**What is needed**
Filter these entries down to lines holding "rights".
+-------+
//! Rendering of ranked relays to stdout.

use std::io::Write;

use crate::config::{OutputFormat, RunConfig};
use crate::error::RelayError;
use crate::relays::MeasuredEndpoint;

/// `<hostname>: <rtt>`, with the `-<server type>` suffix trimmed from the
/// hostname.
pub fn render_text(endpoint: &MeasuredEndpoint, hostname_suffix: &str) -> String {
    let hostname = &endpoint.relay.hostname;
    let hostname = hostname.strip_suffix(hostname_suffix).unwrap_or(hostname);
    format!("{}: {:?}", hostname, endpoint.rtt)
}

pub fn render_json(endpoint: &MeasuredEndpoint) -> Result<String, RelayError> {
    serde_json::to_string(endpoint)
        .map_err(|e| RelayError::Output(format!("Couldn't serialize server information: {}", e)))
}

/// Write one line per ranked relay, best first. Nothing is written for an
/// empty ranking.
pub fn write_ranked<W: Write>(
    out: &mut W,
    ranked: &[MeasuredEndpoint],
    config: &RunConfig,
) -> Result<(), RelayError> {
    let suffix = config.hostname_suffix();
    for endpoint in ranked {
        let line = match config.output {
            OutputFormat::Text => render_text(endpoint, &suffix),
            OutputFormat::Json => render_json(endpoint)?,
        };
        writeln!(out, "{}", line).map_err(|e| RelayError::Output(e.to_string()))?;
    }
    out.flush().map_err(|e| RelayError::Output(e.to_string()))
}
//! Run configuration passed explicitly into the pipeline.

use std::collections::HashSet;
use std::path::PathBuf;
use std::time::Duration;

/// Default relay list endpoint; the server type and a trailing slash are appended.
pub const DEFAULT_API_BASE_URL: &str = "https://api.mullvad.net/www/relays/";

pub const DEFAULT_SERVER_TYPE: &str = "wireguard";

pub const DEFAULT_TOP_N: usize = 10;

/// ICMP sockets are a limited OS resource, keep the fan-out modest.
pub const DEFAULT_CONCURRENCY: usize = 32;

pub const DEFAULT_PROBE_TIMEOUT: Duration = Duration::from_secs(1);

/// How ranked relays are written to stdout
#[derive(Debug, Clone, Copy, PartialEq, Eq, Default)]
pub enum OutputFormat {
    /// `<hostname>: <rtt>` per line
    #[default]
    Text,
    /// One JSON object per line
    Json,
}

/// Which kind of ICMP socket the prober opens
#[derive(Debug, Clone, Copy, PartialEq, Eq, Default)]
pub enum SocketMode {
    /// Raw on Windows, datagram elsewhere with raw as a fallback
    #[default]
    Auto,
    /// Always raw (needs elevated rights on most systems)
    Privileged,
    /// Always datagram
    Unprivileged,
}

#[derive(Debug, Clone)]
pub struct RunConfig {
    pub server_type: String,
    /// Exact country code match; `None` keeps every country.
    pub country: Option<String>,
    pub excluded_countries: HashSet<String>,
    pub top_n: usize,
    pub output: OutputFormat,
    pub api_base_url: String,
    /// Explicit fallback file. When unset the default search path is used.
    pub fallback_path: Option<PathBuf>,
    pub concurrency: usize,
    pub probe_timeout: Duration,
    pub socket_mode: SocketMode,
}

impl Default for RunConfig {
    fn default() -> Self {
        Self {
            server_type: DEFAULT_SERVER_TYPE.to_string(),
            country: None,
            excluded_countries: HashSet::new(),
            top_n: DEFAULT_TOP_N,
            output: OutputFormat::Text,
            api_base_url: DEFAULT_API_BASE_URL.to_string(),
            fallback_path: None,
            concurrency: DEFAULT_CONCURRENCY,
            probe_timeout: DEFAULT_PROBE_TIMEOUT,
            socket_mode: SocketMode::Auto,
        }
    }
}

impl RunConfig {
    /// Full URL of the relay list for the configured server type.
    pub fn catalog_url(&self) -> String {
        let base = self.api_base_url.trim_end_matches('/');
        format!("{}/{}/", base, self.server_type)
    }

    /// File name of the local server list copy, e.g. `wireguard_servers.json`.
    pub fn fallback_file_name(&self) -> String {
        format!("{}_servers.json", self.server_type)
    }

    /// Candidate fallback files, in lookup order.
    pub fn fallback_candidates(&self) -> Vec<PathBuf> {
        if let Some(path) = &self.fallback_path {
            return vec![path.clone()];
        }

        let name = self.fallback_file_name();
        let mut paths = vec![PathBuf::from(&name)];
        if let Some(dir) = dirs::data_local_dir() {
            paths.push(dir.join("best-relay").join(&name));
        }
        paths
    }

    /// Hostname suffix stripped in text output, e.g. `-wireguard`.
    pub fn hostname_suffix(&self) -> String {
        format!("-{}", self.server_type)
    }
}

/// Split a comma-separated list of country codes into a set.
///
/// Items are trimmed; empty items are ignored, so `""` yields an empty set.
pub fn parse_country_set(raw: &str) -> HashSet<String> {
    raw.split(',')
        .map(str::trim)
        .filter(|code| !code.is_empty())
        .map(str::to_string)
        .collect()
}

#[cfg(test)]
mod tests {
    use super::*;

    #[test]
    fn defaults_match_cli_defaults() {
        let config = RunConfig::default();
        assert_eq!(config.server_type, "wireguard");
        assert_eq!(config.top_n, 10);
        assert_eq!(config.probe_timeout, Duration::from_secs(1));
        assert_eq!(config.output, OutputFormat::Text);
        assert!(config.country.is_none());
    }

    #[test]
    fn catalog_url_appends_type_once() {
        let mut config = RunConfig::default();
        assert_eq!(
            config.catalog_url(),
            "https://api.mullvad.net/www/relays/wireguard/"
        );

        config.api_base_url = "http://localhost:8080/relays".to_string();
        config.server_type = "openvpn".to_string();
        assert_eq!(config.catalog_url(), "http://localhost:8080/relays/openvpn/");
    }

    #[test]
    fn explicit_fallback_path_wins() {
        let config = RunConfig {
            fallback_path: Some(PathBuf::from("/tmp/servers.json")),
            ..RunConfig::default()
        };
        assert_eq!(
            config.fallback_candidates(),
            vec![PathBuf::from("/tmp/servers.json")]
        );
    }

    #[test]
    fn default_fallback_starts_in_working_dir() {
        let config = RunConfig::default();
        let candidates = config.fallback_candidates();
        assert_eq!(candidates[0], PathBuf::from("wireguard_servers.json"));
    }

    #[test]
    fn country_set_splits_and_trims() {
        let set = parse_country_set("us, se,,ch ");
        assert_eq!(set.len(), 3);
        assert!(set.contains("us"));
        assert!(set.contains("se"));
        assert!(set.contains("ch"));
        assert!(parse_country_set("").is_empty());
    }
}
//! Relay selection pipeline
//!
//! Picks the lowest-latency relays from a provider's published server list.
//!
//! ## Architecture
//!
//! - catalog.rs: relay descriptors, API fetch with local-file fallback
//! - filter.rs: active/country eligibility
//! - probe.rs: one ICMP echo per relay
//! - rank.rs: latency ordering and top-N cutoff
//! - pipeline.rs: bounded concurrent fan-out over the probes

pub mod catalog;
pub mod filter;
pub mod pipeline;
pub mod probe;
pub mod rank;

pub use catalog::{load_catalog, parse_catalog, CatalogSource, EndpointDescriptor};
pub use filter::{filter_eligible, CountryFilter};
pub use pipeline::{load_and_run, run, RankReport};
pub use probe::{measure, IcmpProber, Prober};
pub use rank::{by_latency, rank, Comparator, MeasuredEndpoint};
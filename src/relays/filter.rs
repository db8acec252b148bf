//! Eligibility filter applied before probing.

use std::collections::HashSet;

use super::catalog::EndpointDescriptor;

/// Operator-selected country criteria.
#[derive(Debug, Clone, Default)]
pub struct CountryFilter {
    /// Keep only this exact country code when set.
    pub country: Option<String>,
    /// Country codes that are never probed.
    pub excluded: HashSet<String>,
}

impl CountryFilter {
    pub fn new(country: Option<String>, excluded: HashSet<String>) -> Self {
        // An empty country flag means "any country".
        let country = country.filter(|c| !c.is_empty());
        Self { country, excluded }
    }

    /// Whether a single relay should be probed.
    pub fn accepts(&self, relay: &EndpointDescriptor) -> bool {
        if !relay.active {
            return false;
        }
        if let Some(country) = &self.country {
            if relay.country_code != *country {
                return false;
            }
        }
        !self.excluded.contains(&relay.country_code)
    }
}

/// Select the relays worth probing, preserving catalog order.
pub fn filter_eligible(
    relays: &[EndpointDescriptor],
    filter: &CountryFilter,
) -> Vec<EndpointDescriptor> {
    relays
        .iter()
        .filter(|relay| filter.accepts(relay))
        .cloned()
        .collect()
}
//! Relay catalog: descriptor model and server list loading
//!
//! The list is fetched from the provider API. When the API cannot be reached
//! (or answers with an error status) a local copy of the same JSON is used
//! instead. Nothing is written back to disk.

use std::path::PathBuf;
use std::time::Duration;

use serde::{Deserialize, Serialize};

use crate::config::RunConfig;
use crate::error::CatalogError;

/// HTTP timeout for the relay list request
const FETCH_TIMEOUT: Duration = Duration::from_secs(10);

/// One relay as published by the provider. Never mutated after loading.
#[derive(Debug, Clone, PartialEq, Eq, Serialize, Deserialize)]
pub struct EndpointDescriptor {
    pub hostname: String,
    pub country_code: String,
    #[serde(default, deserialize_with = "null_as_default")]
    pub country_name: String,
    #[serde(default, deserialize_with = "null_as_default")]
    pub city_code: String,
    #[serde(default, deserialize_with = "null_as_default")]
    pub city_name: String,
    pub active: bool,
    #[serde(default)]
    pub owned: bool,
    #[serde(default, deserialize_with = "null_as_default")]
    pub provider: String,
    pub ipv4_addr_in: String,
    #[serde(default, deserialize_with = "empty_string_as_none")]
    pub ipv6_addr_in: Option<String>,
    #[serde(default, deserialize_with = "null_as_default")]
    pub network_port_speed: u32,
    #[serde(default, deserialize_with = "null_as_default")]
    pub pubkey: String,
    #[serde(default, deserialize_with = "null_as_default")]
    pub multihop_port: u32,
    #[serde(default, deserialize_with = "null_as_default")]
    pub socks_name: String,
}

fn null_as_default<'de, D, T>(deserializer: D) -> Result<T, D::Error>
where
    D: serde::Deserializer<'de>,
    T: Default + Deserialize<'de>,
{
    Ok(Option::<T>::deserialize(deserializer)?.unwrap_or_default())
}

fn empty_string_as_none<'de, D>(deserializer: D) -> Result<Option<String>, D::Error>
where
    D: serde::Deserializer<'de>,
{
    let value: Option<String> = Option::deserialize(deserializer)?;
    Ok(value.filter(|s| !s.is_empty()))
}

/// Where the loaded server list came from
#[derive(Debug, Clone, PartialEq, Eq)]
pub enum CatalogSource {
    /// Fetched from the provider API
    Api,
    /// Read from a local copy after the API failed
    Fallback(PathBuf),
}

impl std::fmt::Display for CatalogSource {
    fn fmt(&self, f: &mut std::fmt::Formatter<'_>) -> std::fmt::Result {
        match self {
            CatalogSource::Api => write!(f, "API"),
            CatalogSource::Fallback(path) => write!(f, "fallback file {}", path.display()),
        }
    }
}

/// Parse a server list body.
pub fn parse_catalog(body: &str, source_name: &str) -> Result<Vec<EndpointDescriptor>, CatalogError> {
    serde_json::from_str(body).map_err(|e| CatalogError::parse(source_name, e))
}

/// Fetch the raw server list body from the API.
async fn fetch_catalog_body(url: &str) -> Result<String, String> {
    let client = reqwest::Client::builder()
        .timeout(FETCH_TIMEOUT)
        .build()
        .map_err(|e| format!("Failed to create HTTP client: {}", e))?;

    let response = client
        .get(url)
        .send()
        .await
        .map_err(|e| format!("Failed to fetch server list: {}", e))?;

    if !response.status().is_success() {
        return Err(format!("API returned error status: {}", response.status()));
    }

    response
        .text()
        .await
        .map_err(|e| format!("Failed to read server list body: {}", e))
}

/// Read the first fallback file that exists.
fn read_fallback(candidates: &[PathBuf]) -> Result<(PathBuf, String), Option<std::io::Error>> {
    let mut last_err = None;
    for path in candidates {
        match std::fs::read_to_string(path) {
            Ok(content) => return Ok((path.clone(), content)),
            Err(e) => {
                log::debug!("Fallback server list {:?} not readable: {}", path, e);
                if e.kind() != std::io::ErrorKind::NotFound {
                    last_err = Some(e);
                }
            }
        }
    }
    Err(last_err)
}

/// Load the server list from the API, falling back to a local copy.
///
/// Fails with [`CatalogError::Unavailable`] when neither source can be read,
/// and with [`CatalogError::Parse`] when the chosen source is not a valid
/// list. A malformed API body does not trigger the fallback.
pub async fn load_catalog(
    config: &RunConfig,
) -> Result<(Vec<EndpointDescriptor>, CatalogSource), CatalogError> {
    let url = config.catalog_url();
    log::info!("Fetching server list from API: {}", url);

    let api_err = match fetch_catalog_body(&url).await {
        Ok(body) => {
            let servers = parse_catalog(&body, &url)?;
            log::info!("Fetched {} servers from API", servers.len());
            return Ok((servers, CatalogSource::Api));
        }
        Err(e) => e,
    };

    log::error!(
        "Server list API not responding, falling back to local server list backup: {}",
        api_err
    );

    let candidates = config.fallback_candidates();
    match read_fallback(&candidates) {
        Ok((path, body)) => {
            let servers = parse_catalog(&body, &path.display().to_string())?;
            log::info!("Loaded {} servers from {:?}", servers.len(), path);
            Ok((servers, CatalogSource::Fallback(path)))
        }
        Err(last) => Err(CatalogError::unavailable(api_err, &candidates, last)),
    }
}
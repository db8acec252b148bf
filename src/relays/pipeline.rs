//! Filter, probe and rank in one pass.

use std::sync::Arc;

use tokio::sync::Semaphore;
use tokio::task::JoinSet;

use super::catalog::{load_catalog, EndpointDescriptor};
use super::filter::{filter_eligible, CountryFilter};
use super::probe::{measure, Prober};
use super::rank::{by_latency, rank, MeasuredEndpoint};
use crate::config::RunConfig;
use crate::error::RelayError;

/// Outcome of a run: the ranked relays plus counters for the summary log.
#[derive(Debug, Clone, Default)]
pub struct RankReport {
    pub ranked: Vec<MeasuredEndpoint>,
    /// Relays that passed the filter and were probed
    pub eligible: usize,
    /// Probes that failed (socket error, timeout, bad address)
    pub unreachable: usize,
    /// Probes that replied with a zero round trip
    pub invalid: usize,
    /// Probe tasks that panicked or were cancelled
    pub panicked: usize,
}

/// Filter `relays`, probe every eligible one with at most
/// `config.concurrency` probes in flight, then rank.
///
/// A failed probe only drops that relay; the run itself never fails here.
pub async fn run<P>(config: &RunConfig, relays: &[EndpointDescriptor], prober: Arc<P>) -> RankReport
where
    P: Prober + 'static,
{
    let filter = CountryFilter::new(config.country.clone(), config.excluded_countries.clone());
    let eligible = filter_eligible(relays, &filter);
    let workers = config.concurrency.max(1);

    log::info!(
        "Probing {} of {} relays ({} concurrent, {:?} timeout)",
        eligible.len(),
        relays.len(),
        workers,
        config.probe_timeout
    );

    let mut report = RankReport {
        eligible: eligible.len(),
        ..RankReport::default()
    };

    let semaphore = Arc::new(Semaphore::new(workers));
    let mut tasks = JoinSet::new();

    for (index, relay) in eligible.into_iter().enumerate() {
        let prober = Arc::clone(&prober);
        let semaphore = Arc::clone(&semaphore);
        tasks.spawn(async move {
            let _permit = semaphore.acquire_owned().await.ok();
            let hostname = relay.hostname.clone();
            (index, hostname, measure(prober.as_ref(), relay).await)
        });
    }

    let mut measured = Vec::new();
    while let Some(joined) = tasks.join_next().await {
        match joined {
            Ok((index, _, Ok(endpoint))) => measured.push((index, endpoint)),
            Ok((_, hostname, Err(e))) => {
                if e.is_invalid_ping() {
                    report.invalid += 1;
                } else {
                    report.unreachable += 1;
                }
                log::warn!("Skipping {}: {}", hostname, e);
            }
            Err(e) => {
                report.panicked += 1;
                if e.is_panic() {
                    log::error!("Probe task panicked: {}", e);
                } else {
                    log::error!("Probe task cancelled: {}", e);
                }
            }
        }
    }

    // Completion order is arbitrary; restore catalog order so ties stay stable.
    measured.sort_by_key(|(index, _)| *index);
    let measured: Vec<_> = measured.into_iter().map(|(_, endpoint)| endpoint).collect();

    log::info!(
        "Measured {} relays, {} unreachable, {} invalid, {} panicked",
        measured.len(),
        report.unreachable,
        report.invalid,
        report.panicked
    );

    report.ranked = rank(measured, config.top_n, by_latency);
    for endpoint in &report.ranked {
        log::debug!("Best latency server found: {:?}", endpoint);
    }
    report
}

/// Load the catalog then [`run`]. A catalog that cannot be loaded aborts.
pub async fn load_and_run<P>(config: &RunConfig, prober: Arc<P>) -> Result<RankReport, RelayError>
where
    P: Prober + 'static,
{
    let (relays, source) = load_catalog(config).await?;
    log::info!("Using {} relays from {}", relays.len(), source);
    Ok(run(config, &relays, prober).await)
}
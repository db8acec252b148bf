//! Latency ranking of measured relays.

use std::cmp::Ordering;
use std::time::Duration;

use serde::{Serialize, Serializer};

use super::catalog::EndpointDescriptor;

/// A relay paired with its measured round trip. Only built from a successful
/// probe, so `rtt` is always strictly positive.
#[derive(Debug, Clone, PartialEq, Eq, Serialize)]
pub struct MeasuredEndpoint {
    #[serde(flatten)]
    pub relay: EndpointDescriptor,
    #[serde(rename = "Duration", serialize_with = "serialize_nanos")]
    pub rtt: Duration,
}

fn serialize_nanos<S: Serializer>(rtt: &Duration, serializer: S) -> Result<S::Ok, S::Error> {
    serializer.serialize_u64(u64::try_from(rtt.as_nanos()).unwrap_or(u64::MAX))
}

impl MeasuredEndpoint {
    /// Returns `None` for a zero round trip, which is never a real measurement.
    pub fn new(relay: EndpointDescriptor, rtt: Duration) -> Option<Self> {
        if rtt.is_zero() {
            return None;
        }
        Some(Self { relay, rtt })
    }
}

/// Comparator used to order measured relays.
pub type Comparator = fn(&MeasuredEndpoint, &MeasuredEndpoint) -> Ordering;

/// Ascending round-trip time.
pub fn by_latency(a: &MeasuredEndpoint, b: &MeasuredEndpoint) -> Ordering {
    a.rtt.cmp(&b.rtt)
}

/// Sort with `compare` and keep at most `top_n` entries.
///
/// The sort is stable, so equal latencies keep their input order. Asking for
/// more entries than were measured simply returns all of them.
pub fn rank(
    mut measured: Vec<MeasuredEndpoint>,
    top_n: usize,
    compare: Comparator,
) -> Vec<MeasuredEndpoint> {
    measured.sort_by(compare);
    measured.truncate(top_n);
    measured
}
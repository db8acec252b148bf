//! Command-line flags.

use std::path::PathBuf;
use std::str::FromStr;

use clap::builder::TypedValueParser as _;
use clap::Parser;
use log::LevelFilter;

use crate::config::{self, OutputFormat, RunConfig, SocketMode};
use crate::error::RelayError;

#[derive(Debug, Parser)]
#[command(
    name = "best-relay",
    version,
    about = "Find the lowest-latency VPN relays by pinging each one"
)]
pub struct Cli {
    /// Output format. 'json' prints every relay as a JSON object
    #[arg(short = 'o', long = "output", default_value = "text")]
    pub output: String,

    /// Server country code, e.g. ch for Switzerland
    #[arg(short = 'c', long = "country")]
    pub country: Option<String>,

    /// Exclude servers from these countries (e.g. 'us,se')
    #[arg(short = 'e', long = "exclude", default_value = "")]
    pub exclude: String,

    /// Number of best relays to print
    #[arg(short = 's', long = "size", default_value_t = config::DEFAULT_TOP_N)]
    pub size: usize,

    /// Server type, e.g. wireguard
    #[arg(short = 't', long = "type", default_value = config::DEFAULT_SERVER_TYPE)]
    pub server_type: String,

    /// Log level: trace, debug, info, warn, error, fatal, panic, off
    #[arg(short = 'l', long = "log-level", default_value = "info")]
    pub log_level: String,

    /// Base URL of the relay list API
    #[arg(long = "api-url", default_value = config::DEFAULT_API_BASE_URL)]
    pub api_url: String,

    /// Local server list used when the API is unreachable
    #[arg(long = "fallback")]
    pub fallback: Option<PathBuf>,

    /// Maximum number of probes in flight
    #[arg(
        short = 'j',
        long = "concurrency",
        default_value_t = config::DEFAULT_CONCURRENCY,
        value_parser = clap::value_parser!(u16).range(1..).map(usize::from)
    )]
    pub concurrency: usize,

    /// Always use raw ICMP sockets (needs elevated rights)
    #[arg(long, conflicts_with = "unprivileged")]
    pub privileged: bool,

    /// Never fall back to raw ICMP sockets
    #[arg(long)]
    pub unprivileged: bool,
}

impl Cli {
    /// Turn the flags into an explicit run configuration and log level.
    pub fn into_config(self) -> Result<(RunConfig, LevelFilter), RelayError> {
        let level = parse_log_level(&self.log_level)?;

        if self.server_type.trim().is_empty() {
            return Err(RelayError::Config("server type must not be empty".to_string()));
        }

        let output = if self.output.eq_ignore_ascii_case("json") {
            OutputFormat::Json
        } else {
            OutputFormat::Text
        };

        let socket_mode = if self.privileged {
            SocketMode::Privileged
        } else if self.unprivileged {
            SocketMode::Unprivileged
        } else {
            SocketMode::Auto
        };

        let config = RunConfig {
            server_type: self.server_type.trim().to_string(),
            country: self.country.map(|c| c.trim().to_string()).filter(|c| !c.is_empty()),
            excluded_countries: config::parse_country_set(&self.exclude),
            top_n: self.size,
            output,
            api_base_url: self.api_url,
            fallback_path: self.fallback,
            concurrency: self.concurrency,
            socket_mode,
            ..RunConfig::default()
        };

        Ok((config, level))
    }
}

/// Parse a log level name. `fatal` and `panic` map to `error`.
pub fn parse_log_level(raw: &str) -> Result<LevelFilter, RelayError> {
    let raw = raw.trim();
    if raw.eq_ignore_ascii_case("fatal") || raw.eq_ignore_ascii_case("panic") {
        return Ok(LevelFilter::Error);
    }
    if raw.eq_ignore_ascii_case("disabled") {
        return Ok(LevelFilter::Off);
    }
    LevelFilter::from_str(raw)
        .map_err(|_| RelayError::Config(format!("Unable to set log level {:?}", raw)))
}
+-------+
**Solved problem**
    /// Always raw (needs elevated rights on most systems)
    /// Always use raw ICMP sockets (needs elevated rights)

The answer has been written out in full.